I had grand plans, which quickly fizzled away when I realised I also had work and life to contend with, but none the less I did a minor update to Sentinel at the weekend. It is only slightly more useful than it was before but it is a little mile stone for the project, or at least version 0.1. From the initial launch there are some minor changes, most importantly I now have every score I wanted to catch generated, there is still a bit more work to do on getting the scores but I noticed a number of issues…

Next Steps

The Sentinel project has probably gone as far as it will with out me thinking about it, I can probably continue with the rest of the features needed for the 0.1 release and “wing” it to make it work, but quite frankly it’s becoming harder to write the code and remember what I’m menat to get and where it comes from etc etc… In short it all needs re-structuring.

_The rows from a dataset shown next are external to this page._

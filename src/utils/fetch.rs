//! Network fetching utilities with timeout support.

use js_sys::{Array, Promise};
use serde::de::DeserializeOwned;
use wasm_bindgen::JsCast;
use wasm_bindgen::JsValue;
use wasm_bindgen_futures::JsFuture;
use web_sys::{Request, RequestInit, RequestMode, Response};

use crate::config::FETCH_TIMEOUT_MS;
use crate::core::error::FetchError;

// =============================================================================
// Timeout
// =============================================================================

/// Await `promise`, giving up after `timeout_ms`.
///
/// The timer resolves to `undefined`, which a `Response` never is. A timed
/// out fetch keeps running in the browser and its result is ignored.
async fn with_timeout(promise: Promise, timeout_ms: i32) -> Result<JsValue, FetchError> {
    let window = web_sys::window().ok_or(FetchError::NoWindow)?;

    let timer = Promise::new(&mut |resolve, _| {
        let _ = window.set_timeout_with_callback_and_timeout_and_arguments_0(&resolve, timeout_ms);
    });

    let settled = JsFuture::from(Promise::race(&Array::of2(&promise, &timer)))
        .await
        .map_err(|e| FetchError::NetworkError(rejection_message(&e)))?;

    if settled.is_undefined() {
        Err(FetchError::Timeout)
    } else {
        Ok(settled)
    }
}

/// Message of a rejected fetch (usually a `TypeError`).
fn rejection_message(value: &JsValue) -> String {
    value
        .dyn_ref::<js_sys::Error>()
        .map(|e| String::from(e.message()))
        .or_else(|| value.as_string())
        .unwrap_or_else(|| "fetch rejected".to_string())
}

// =============================================================================
// Fetch Functions
// =============================================================================

/// Fetch and parse JSON from a URL.
pub async fn fetch_json<T: DeserializeOwned>(url: &str) -> Result<T, FetchError> {
    let text = fetch_url(url).await?;
    serde_json::from_str(&text).map_err(|e| FetchError::JsonParseError(e.to_string()))
}

/// `GET` request for `url`. CORS mode so a cross-origin `API_BASE` works.
fn build_request(url: &str) -> Result<Request, FetchError> {
    let opts = RequestInit::new();
    opts.set_method("GET");
    opts.set_mode(RequestMode::Cors);

    Request::new_with_str_and_init(url, &opts).map_err(|_| FetchError::RequestCreationFailed)
}

/// Fetch text from a URL using the Fetch API with timeout.
async fn fetch_url(url: &str) -> Result<String, FetchError> {
    let window = web_sys::window().ok_or(FetchError::NoWindow)?;

    let request = build_request(url)?;

    let settled = with_timeout(window.fetch_with_request(&request), FETCH_TIMEOUT_MS).await?;
    let resp: Response = settled.dyn_into().map_err(|_| FetchError::InvalidContent)?;

    if !resp.ok() {
        return Err(FetchError::HttpError(resp.status()));
    }

    let text = JsFuture::from(resp.text().map_err(|_| FetchError::ResponseReadFailed)?)
        .await
        .map_err(|_| FetchError::ResponseReadFailed)?;

    text.as_string().ok_or(FetchError::InvalidContent)
}
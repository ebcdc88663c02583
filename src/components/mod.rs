//! UI components built with Leptos.
//!
//! - [`browser`] - Folder sidebar, file list and content viewer
//! - [`icons`] - Centralized icon definitions (change theme here)

pub mod browser;
pub mod icons;

pub use browser::Browser;
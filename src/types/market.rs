//! Market Types
//!
//! Currency pair metadata, price ticks, candles and per-tick snapshots.

use rust_decimal::Decimal;
use rust_decimal_macros::dec;
use serde::{Deserialize, Serialize};

use super::trading::{Account, Fill, FillRejection, Order};

/// Static metadata for a currency pair.
#[derive(Debug, Clone, Copy, PartialEq)]
pub struct PairSpec {
    /// Typical quote used to seed a session
    pub base_price: Decimal,
    /// Conventional number of decimal places
    pub decimals: u32,
    /// Multiplier applied to the base volatility
    pub volatility_multiplier: f64,
}

/// (symbol, base price) for the pairs the simulator knows about.
pub const KNOWN_PAIRS: &[(&str, Decimal)] = &[
    ("EUR/USD", dec!(1.0850)),
    ("GBP/USD", dec!(1.2650)),
    ("USD/JPY", dec!(145.80)),
    ("AUD/USD", dec!(0.6750)),
    ("USD/CAD", dec!(1.3570)),
    ("NZD/USD", dec!(0.6150)),
    ("USD/CHF", dec!(0.8950)),
    ("EUR/GBP", dec!(0.8550)),
    ("EUR/JPY", dec!(158.20)),
    ("GBP/JPY", dec!(184.40)),
];

impl PairSpec {
    /// Look up metadata for `symbol`. Unknown pairs quote around 1.0000.
    pub fn for_symbol(symbol: &str) -> Self {
        let upper = symbol.to_uppercase();
        let base_price = KNOWN_PAIRS
            .iter()
            .find(|(s, _)| *s == upper)
            .map(|(_, p)| *p)
            .unwrap_or(dec!(1.0000));

        // JPY pairs quote with fewer fractional digits and move in larger steps
        let (decimals, volatility_multiplier) = if upper.contains("JPY") {
            (3, 2.0)
        } else if upper.contains("GBP") {
            (4, 1.5)
        } else {
            (4, 1.0)
        };

        Self {
            base_price,
            decimals,
            volatility_multiplier,
        }
    }

    /// Smallest representable price increment.
    pub fn tick_size(&self) -> Decimal {
        Decimal::new(1, self.decimals)
    }
}

/// A single price observation.
#[derive(Debug, Clone, Copy, PartialEq, Serialize, Deserialize)]
#[serde(rename_all = "camelCase")]
pub struct PriceTick {
    /// Sequence number within the session, starting at 1
    pub seq: u64,
    pub price: Decimal,
    /// Timestamp (ms)
    pub time: i64,
}

/// OHLC bar synthesized from ticks.
#[derive(Debug, Clone, Copy, PartialEq, Serialize, Deserialize)]
pub struct Candle {
    /// Bar open time (ms)
    pub time: i64,
    pub open: Decimal,
    pub high: Decimal,
    pub low: Decimal,
    pub close: Decimal,
}

impl Candle {
    /// Open a new bar at `open` and immediately apply `price`.
    pub fn new(time: i64, open: Decimal, price: Decimal) -> Self {
        Self {
            time,
            open,
            high: open.max(price),
            low: open.min(price),
            close: price,
        }
    }

    /// Fold another price into the bar.
    pub fn update(&mut self, price: Decimal) {
        self.high = self.high.max(price);
        self.low = self.low.min(price);
        self.close = price;
    }
}

/// Direction of the session so far.
#[derive(Debug, Clone, Copy, PartialEq, Eq, Serialize, Deserialize)]
#[serde(rename_all = "snake_case")]
pub enum Trend {
    Bullish,
    Bearish,
}

/// Session-level price summary.
#[derive(Debug, Clone, Copy, PartialEq, Serialize, Deserialize)]
#[serde(rename_all = "camelCase")]
pub struct MarketSummary {
    /// Price when the session started
    pub session_open: Decimal,
    /// Change since the session open, in percent (2 dp)
    pub change_pct: Decimal,
    pub trend: Trend,
}

impl MarketSummary {
    pub fn new(session_open: Decimal, price: Decimal) -> Self {
        let change_pct = price
            .checked_sub(session_open)
            .and_then(|diff| diff.checked_div(session_open))
            .and_then(|ratio| ratio.checked_mul(dec!(100)))
            .map(|pct| pct.round_dp(2))
            .unwrap_or(Decimal::ZERO);
        let trend = if change_pct >= Decimal::ZERO {
            Trend::Bullish
        } else {
            Trend::Bearish
        };

        Self {
            session_open,
            change_pct,
            trend,
        }
    }
}

/// State published to subscribers after each tick.
#[derive(Debug, Clone, Serialize, Deserialize)]
#[serde(rename_all = "camelCase")]
pub struct TickSnapshot {
    pub symbol: String,
    pub tick: PriceTick,
    /// Bar the tick was folded into
    #[serde(skip_serializing_if = "Option::is_none")]
    pub candle: Option<Candle>,
    pub summary: MarketSummary,
    pub account: Account,
    /// Orders still resting after this tick, in placement order
    pub open_orders: Vec<Order>,
    /// Fills produced by this tick
    pub new_fills: Vec<Fill>,
    /// Triggered orders the ledger refused; they remain open
    #[serde(default, skip_serializing_if = "Vec::is_empty")]
    pub rejections: Vec<FillRejection>,
}

/// Point-in-time view of a session, available between ticks.
#[derive(Debug, Clone, Serialize, Deserialize)]
#[serde(rename_all = "camelCase")]
pub struct SessionState {
    pub symbol: String,
    pub price: Decimal,
    /// Ticks processed so far
    pub ticks: u64,
    pub summary: MarketSummary,
    pub account: Account,
    pub open_orders: Vec<Order>,
    pub candles: Vec<Candle>,
    /// Every fill of the session, oldest first
    pub fills: Vec<Fill>,
}

#[cfg(test)]
mod tests {
    use super::*;

    #[test]
    fn test_pair_spec_jpy() {
        let spec = PairSpec::for_symbol("USD/JPY");
        assert_eq!(spec.base_price, dec!(145.80));
        assert_eq!(spec.decimals, 3);
        assert_eq!(spec.tick_size(), dec!(0.001));
        assert_eq!(spec.volatility_multiplier, 2.0);
    }

    #[test]
    fn test_pair_spec_unknown_defaults() {
        let spec = PairSpec::for_symbol("XAU/XAG");
        assert_eq!(spec.base_price, dec!(1.0000));
        assert_eq!(spec.decimals, 4);
    }

    #[test]
    fn test_candle_tracks_extremes() {
        let mut candle = Candle::new(0, dec!(1.0850), dec!(1.0860));
        candle.update(dec!(1.0840));
        candle.update(dec!(1.0855));

        assert_eq!(candle.open, dec!(1.0850));
        assert_eq!(candle.high, dec!(1.0860));
        assert_eq!(candle.low, dec!(1.0840));
        assert_eq!(candle.close, dec!(1.0855));
    }

    #[test]
    fn test_market_summary_trend() {
        let up = MarketSummary::new(dec!(1.0000), dec!(1.0100));
        assert_eq!(up.change_pct, dec!(1.00));
        assert_eq!(up.trend, Trend::Bullish);

        let down = MarketSummary::new(dec!(1.0000), dec!(0.9950));
        assert_eq!(down.change_pct, dec!(-0.50));
        assert_eq!(down.trend, Trend::Bearish);
    }

    #[test]
    fn test_market_summary_unrepresentable_change_is_zero() {
        assert_eq!(MarketSummary::new(Decimal::ZERO, dec!(1.08)).change_pct, Decimal::ZERO);
        assert_eq!(
            MarketSummary::new(dec!(0.0001), Decimal::MAX).change_pct,
            Decimal::ZERO
        );
    }
}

I need to create some classes for the various aspects of the code and give some thought to the data structures I need to use. This is sort of unfortunate as I don’t have a clue where to start, but that is also why I started this projet, a bit of a learning curve.

The downside is I need to do a lot of reading so maybe next weeks update will have some content around this subject… maybe not i make no promises and to be honest this is going to be a short one; mainly as I have another four or five of these things to write in the next 24 hours, so let’s see what happens!